▶ Work order
Lines with the word "crates" in them are the ones to copy from the records.

▶ Given entries

_ _ _ _

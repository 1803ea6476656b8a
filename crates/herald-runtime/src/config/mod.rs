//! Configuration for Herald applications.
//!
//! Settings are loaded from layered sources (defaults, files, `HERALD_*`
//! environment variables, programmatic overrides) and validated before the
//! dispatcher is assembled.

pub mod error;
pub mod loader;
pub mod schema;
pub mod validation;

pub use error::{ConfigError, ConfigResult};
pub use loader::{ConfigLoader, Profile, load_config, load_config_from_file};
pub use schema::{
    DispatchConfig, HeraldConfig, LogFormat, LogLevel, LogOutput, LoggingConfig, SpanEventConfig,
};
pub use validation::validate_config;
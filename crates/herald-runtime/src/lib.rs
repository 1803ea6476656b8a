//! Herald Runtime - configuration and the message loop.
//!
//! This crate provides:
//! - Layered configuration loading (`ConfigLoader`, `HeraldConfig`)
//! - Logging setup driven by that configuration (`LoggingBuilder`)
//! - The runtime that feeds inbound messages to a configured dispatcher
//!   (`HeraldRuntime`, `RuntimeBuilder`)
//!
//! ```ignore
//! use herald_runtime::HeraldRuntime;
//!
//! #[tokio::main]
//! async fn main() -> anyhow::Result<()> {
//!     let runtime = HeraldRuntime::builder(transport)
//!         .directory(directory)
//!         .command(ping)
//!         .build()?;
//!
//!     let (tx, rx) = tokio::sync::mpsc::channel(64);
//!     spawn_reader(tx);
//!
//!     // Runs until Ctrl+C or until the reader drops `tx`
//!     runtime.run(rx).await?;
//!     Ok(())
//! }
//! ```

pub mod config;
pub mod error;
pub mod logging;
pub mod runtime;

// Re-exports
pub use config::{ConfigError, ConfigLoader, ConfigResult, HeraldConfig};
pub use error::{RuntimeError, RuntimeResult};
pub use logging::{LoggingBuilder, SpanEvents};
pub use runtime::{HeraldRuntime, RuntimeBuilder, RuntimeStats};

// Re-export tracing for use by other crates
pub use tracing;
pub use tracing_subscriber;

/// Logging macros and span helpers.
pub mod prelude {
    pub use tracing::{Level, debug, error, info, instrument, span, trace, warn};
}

_ _ _ _

▶ Response for this exercise
filename crates/herald-runtime/src/config/mod.rs
filename crates/herald-runtime/src/lib.rs
// Re-export tracing for use by other crates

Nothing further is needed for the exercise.